---------- Listed records

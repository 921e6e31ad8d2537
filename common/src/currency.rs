//! Currency value type.

use serde::{Deserialize, Serialize};
use std::cmp::Ordering;
use std::fmt;
use std::hash::{Hash, Hasher};

/// Code of the fixed reference currency all stored rates are expressed in.
pub const BASE_CURRENCY_CODE: &str = "USD";

/// A currency with its display metadata.
///
/// Identity is the ISO 4217 code: two values with the same code are equal
/// regardless of name, symbol or flag.
#[derive(Debug, Clone, Serialize, Deserialize)]
pub struct Currency {
    /// ISO 4217 currency code.
    pub code: String,
    /// Display name, e.g. "Pakistani Rupee".
    pub name: String,
    /// Graphical symbol, e.g. "₨".
    pub symbol: String,
    /// Reference to the flag image shown next to the currency.
    pub flag_url: String,
}

impl Currency {
    /// Create a new currency. The code is stored upper-case.
    pub fn new(
        code: impl Into<String>,
        name: impl Into<String>,
        symbol: impl Into<String>,
    ) -> Self {
        let code = code.into().to_uppercase();
        let flag_url = flag_url_for(&code);
        Self {
            code,
            name: name.into(),
            symbol: symbol.into(),
            flag_url,
        }
    }

    /// The "not yet selected" sentinel.
    pub fn empty() -> Self {
        Self {
            code: String::new(),
            name: String::new(),
            symbol: String::new(),
            flag_url: String::new(),
        }
    }

    /// Whether this is the [`Currency::empty`] sentinel.
    pub fn is_empty(&self) -> bool {
        self.code.is_empty()
    }

    /// Get the currency code.
    pub fn code(&self) -> &str {
        &self.code
    }
}

impl Default for Currency {
    fn default() -> Self {
        Self::empty()
    }
}

impl PartialEq for Currency {
    fn eq(&self, other: &Self) -> bool {
        self.code == other.code
    }
}

impl Eq for Currency {}

impl Hash for Currency {
    fn hash<H: Hasher>(&self, state: &mut H) {
        self.code.hash(state);
    }
}

impl PartialOrd for Currency {
    fn partial_cmp(&self, other: &Self) -> Option<Ordering> {
        Some(self.cmp(other))
    }
}

impl Ord for Currency {
    fn cmp(&self, other: &Self) -> Ordering {
        self.code.cmp(&other.code)
    }
}

impl fmt::Display for Currency {
    fn fmt(&self, f: &mut fmt::Formatter<'_>) -> fmt::Result {
        write!(f, "{}", self.code)
    }
}

/// Flag image for a currency code.
///
/// The first two letters of an ISO 4217 code are the issuing country's
/// ISO 3166 code (`EU` for the euro).
fn flag_url_for(code: &str) -> String {
    if code.len() < 2 {
        return String::new();
    }
    let country: String = code.chars().take(2).collect::<String>().to_lowercase();
    format!("https://flagcdn.com/w80/{}.png", country)
}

--------------------

*Exercise instructions*.
After reading the data, retype all of it exactly as it reads.

*Output for this exercise*.
repository 921e6e31ad8d2537
filename common/src/currency.rs
//! Currency value type.

use serde::{Deserialize, Serialize};
use std::cmp::Ordering;
use std::fmt;
use std::hash::{Hash, Hasher};

/// Code of the fixed reference currency all stored rates are expressed in.
pub const BASE_CURRENCY_CODE: &str = "USD";

/// A currency with its display metadata.
///
/// Identity is the ISO 4217 code: two values with the same code are equal
/// regardless of name, symbol or flag.
#[derive(Debug, Clone, Serialize, Deserialize)]
pub struct Currency {
    /// ISO 4217 currency code.
    pub code: String,
    /// Display name, e.g. "Pakistani Rupee".
    pub name: String,
    /// Graphical symbol, e.g. "₨".
    pub symbol: String,
    /// Reference to the flag image shown next to the currency.
    pub flag_url: String,
}

impl Currency {
    /// Create a new currency. The code is stored upper-case.
    pub fn new(
        code: impl Into<String>,
        name: impl Into<String>,
        symbol: impl Into<String>,
    ) -> Self {
        let code = code.into().to_uppercase();
        let flag_url = flag_url_for(&code);
        Self {
            code,
            name: name.into(),
            symbol: symbol.into(),
            flag_url,
        }
    }

    /// The "not yet selected" sentinel.
    pub fn empty() -> Self {
        Self {
            code: String::new(),
            name: String::new(),
            symbol: String::new(),
            flag_url: String::new(),
        }
    }

    /// Whether this is the [`Currency::empty`] sentinel.
    pub fn is_empty(&self) -> bool {
        self.code.is_empty()
    }

    /// Get the currency code.
    pub fn code(&self) -> &str {
        &self.code
    }
}

impl Default for Currency {
    fn default() -> Self {
        Self::empty()
    }
}

impl PartialEq for Currency {
    fn eq(&self, other: &Self) -> bool {
        self.code == other.code
    }
}

impl Eq for Currency {}

impl Hash for Currency {
    fn hash<H: Hasher>(&self, state: &mut H) {
        self.code.hash(state);
    }
}

impl PartialOrd for Currency {
    fn partial_cmp(&self, other: &Self) -> Option<Ordering> {
        Some(self.cmp(other))
    }
}

impl Ord for Currency {
    fn cmp(&self, other: &Self) -> Ordering {
        self.code.cmp(&other.code)
    }
}

impl fmt::Display for Currency {
    fn fmt(&self, f: &mut fmt::Formatter<'_>) -> fmt::Result {
        write!(f, "{}", self.code)
    }
}

/// Flag image for a currency code.
///
/// The first two letters of an ISO 4217 code are the issuing country's
/// ISO 3166 code (`EU` for the euro).
fn flag_url_for(code: &str) -> String {
    if code.len() < 2 {
        return String::new();
    }
    let country: String = code.chars().take(2).collect::<String>().to_lowercase();
    format!("https://flagcdn.com/w80/{}.png", country)
}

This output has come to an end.